Stored items from a collection:

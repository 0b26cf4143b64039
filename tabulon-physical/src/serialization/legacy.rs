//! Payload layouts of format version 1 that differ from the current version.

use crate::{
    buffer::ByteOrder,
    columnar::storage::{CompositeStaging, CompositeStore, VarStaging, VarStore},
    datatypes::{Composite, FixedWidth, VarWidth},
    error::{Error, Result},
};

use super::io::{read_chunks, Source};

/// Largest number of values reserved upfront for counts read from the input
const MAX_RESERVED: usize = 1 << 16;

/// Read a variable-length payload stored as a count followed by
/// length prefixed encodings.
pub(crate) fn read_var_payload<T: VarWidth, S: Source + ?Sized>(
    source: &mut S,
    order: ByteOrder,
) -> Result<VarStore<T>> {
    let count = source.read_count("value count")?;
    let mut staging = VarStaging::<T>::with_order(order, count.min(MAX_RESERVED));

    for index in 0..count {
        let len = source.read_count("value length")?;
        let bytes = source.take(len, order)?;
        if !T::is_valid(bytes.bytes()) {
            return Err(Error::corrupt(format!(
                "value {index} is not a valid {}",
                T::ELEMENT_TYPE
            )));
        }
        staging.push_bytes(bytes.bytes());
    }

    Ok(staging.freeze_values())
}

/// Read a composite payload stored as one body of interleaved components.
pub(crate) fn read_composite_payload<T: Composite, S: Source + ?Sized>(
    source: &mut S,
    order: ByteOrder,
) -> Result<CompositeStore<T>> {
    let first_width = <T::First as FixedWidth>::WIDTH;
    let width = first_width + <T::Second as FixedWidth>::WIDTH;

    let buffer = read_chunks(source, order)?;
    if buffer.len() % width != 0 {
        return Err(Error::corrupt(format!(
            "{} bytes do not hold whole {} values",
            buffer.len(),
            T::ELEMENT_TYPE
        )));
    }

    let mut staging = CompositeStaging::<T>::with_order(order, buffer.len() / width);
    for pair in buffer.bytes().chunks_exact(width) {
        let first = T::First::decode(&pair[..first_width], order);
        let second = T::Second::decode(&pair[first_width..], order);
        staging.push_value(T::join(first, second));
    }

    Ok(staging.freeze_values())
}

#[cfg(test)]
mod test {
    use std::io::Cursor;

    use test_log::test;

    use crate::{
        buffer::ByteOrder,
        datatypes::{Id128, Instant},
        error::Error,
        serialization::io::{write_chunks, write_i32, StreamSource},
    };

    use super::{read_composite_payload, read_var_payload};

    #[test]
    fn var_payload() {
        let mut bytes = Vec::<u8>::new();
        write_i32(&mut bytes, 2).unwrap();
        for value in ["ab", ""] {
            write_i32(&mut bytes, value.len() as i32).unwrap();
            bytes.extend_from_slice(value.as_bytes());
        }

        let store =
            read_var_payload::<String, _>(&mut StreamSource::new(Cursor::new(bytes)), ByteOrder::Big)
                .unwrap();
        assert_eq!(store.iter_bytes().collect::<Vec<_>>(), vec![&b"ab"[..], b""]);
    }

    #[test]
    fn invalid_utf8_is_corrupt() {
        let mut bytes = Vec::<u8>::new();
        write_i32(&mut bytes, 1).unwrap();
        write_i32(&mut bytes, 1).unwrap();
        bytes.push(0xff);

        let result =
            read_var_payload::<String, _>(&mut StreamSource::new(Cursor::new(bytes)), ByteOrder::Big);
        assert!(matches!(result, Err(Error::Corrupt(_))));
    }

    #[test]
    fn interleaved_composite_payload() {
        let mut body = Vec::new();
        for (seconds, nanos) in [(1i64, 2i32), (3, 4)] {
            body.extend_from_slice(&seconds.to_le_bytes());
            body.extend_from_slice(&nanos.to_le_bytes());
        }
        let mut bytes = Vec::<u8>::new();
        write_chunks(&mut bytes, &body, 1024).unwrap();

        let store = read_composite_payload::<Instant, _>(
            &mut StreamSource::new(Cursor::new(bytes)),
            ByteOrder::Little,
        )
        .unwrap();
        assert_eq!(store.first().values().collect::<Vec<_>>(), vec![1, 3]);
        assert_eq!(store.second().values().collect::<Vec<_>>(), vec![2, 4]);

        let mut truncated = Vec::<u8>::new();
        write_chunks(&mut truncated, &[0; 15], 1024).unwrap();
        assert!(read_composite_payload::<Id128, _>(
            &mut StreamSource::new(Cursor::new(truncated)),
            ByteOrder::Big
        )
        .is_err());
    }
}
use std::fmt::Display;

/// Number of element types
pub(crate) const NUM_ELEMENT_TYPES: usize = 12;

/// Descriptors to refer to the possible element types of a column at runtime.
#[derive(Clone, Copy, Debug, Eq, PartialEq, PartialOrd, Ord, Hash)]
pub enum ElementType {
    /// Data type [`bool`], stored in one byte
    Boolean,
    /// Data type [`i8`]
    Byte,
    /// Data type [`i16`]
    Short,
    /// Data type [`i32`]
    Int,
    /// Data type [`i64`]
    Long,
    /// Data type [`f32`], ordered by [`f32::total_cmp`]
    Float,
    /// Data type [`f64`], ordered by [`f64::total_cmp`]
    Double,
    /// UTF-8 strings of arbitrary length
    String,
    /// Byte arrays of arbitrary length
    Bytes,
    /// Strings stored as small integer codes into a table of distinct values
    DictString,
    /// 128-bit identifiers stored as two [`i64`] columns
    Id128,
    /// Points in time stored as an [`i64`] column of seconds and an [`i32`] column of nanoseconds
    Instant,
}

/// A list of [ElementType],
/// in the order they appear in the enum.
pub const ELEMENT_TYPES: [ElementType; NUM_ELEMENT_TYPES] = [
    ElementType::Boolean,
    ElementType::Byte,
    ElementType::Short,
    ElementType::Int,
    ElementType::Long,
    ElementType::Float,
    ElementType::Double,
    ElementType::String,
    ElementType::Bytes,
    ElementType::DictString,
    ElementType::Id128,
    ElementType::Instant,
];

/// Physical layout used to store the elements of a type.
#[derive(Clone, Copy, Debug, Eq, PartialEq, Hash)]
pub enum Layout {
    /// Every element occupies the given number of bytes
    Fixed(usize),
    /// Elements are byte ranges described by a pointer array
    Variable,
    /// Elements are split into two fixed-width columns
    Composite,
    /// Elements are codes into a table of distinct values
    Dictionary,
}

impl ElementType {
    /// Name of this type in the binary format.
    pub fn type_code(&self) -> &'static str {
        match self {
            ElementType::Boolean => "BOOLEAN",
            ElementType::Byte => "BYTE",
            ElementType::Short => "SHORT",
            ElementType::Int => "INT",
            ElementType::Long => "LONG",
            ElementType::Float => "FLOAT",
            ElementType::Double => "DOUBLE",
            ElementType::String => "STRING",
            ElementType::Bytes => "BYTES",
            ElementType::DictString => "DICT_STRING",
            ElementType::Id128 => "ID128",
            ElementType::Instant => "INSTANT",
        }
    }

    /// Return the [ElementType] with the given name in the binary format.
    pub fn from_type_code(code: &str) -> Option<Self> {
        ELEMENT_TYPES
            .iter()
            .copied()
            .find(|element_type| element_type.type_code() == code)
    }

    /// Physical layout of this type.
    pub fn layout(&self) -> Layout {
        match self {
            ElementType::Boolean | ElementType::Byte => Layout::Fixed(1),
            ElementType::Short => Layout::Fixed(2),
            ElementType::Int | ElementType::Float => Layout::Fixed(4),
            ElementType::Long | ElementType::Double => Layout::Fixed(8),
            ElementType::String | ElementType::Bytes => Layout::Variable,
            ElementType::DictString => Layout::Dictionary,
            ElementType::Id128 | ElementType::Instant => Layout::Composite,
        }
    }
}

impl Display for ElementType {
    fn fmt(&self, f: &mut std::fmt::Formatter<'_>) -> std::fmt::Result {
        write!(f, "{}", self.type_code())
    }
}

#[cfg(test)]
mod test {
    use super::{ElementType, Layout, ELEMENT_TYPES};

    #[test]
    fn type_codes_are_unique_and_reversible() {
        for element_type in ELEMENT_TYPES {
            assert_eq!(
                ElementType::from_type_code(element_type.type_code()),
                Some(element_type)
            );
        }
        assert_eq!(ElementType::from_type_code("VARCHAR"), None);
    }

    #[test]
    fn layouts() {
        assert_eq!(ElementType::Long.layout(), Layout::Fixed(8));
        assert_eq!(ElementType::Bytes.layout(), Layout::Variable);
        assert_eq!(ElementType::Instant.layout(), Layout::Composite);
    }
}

Work request: In the records above, find every line with the word "Short" and copy it.

Output of the task:
    Short,
    ElementType::Short,
            ElementType::Short => "SHORT",
            ElementType::Short => Layout::Fixed(2),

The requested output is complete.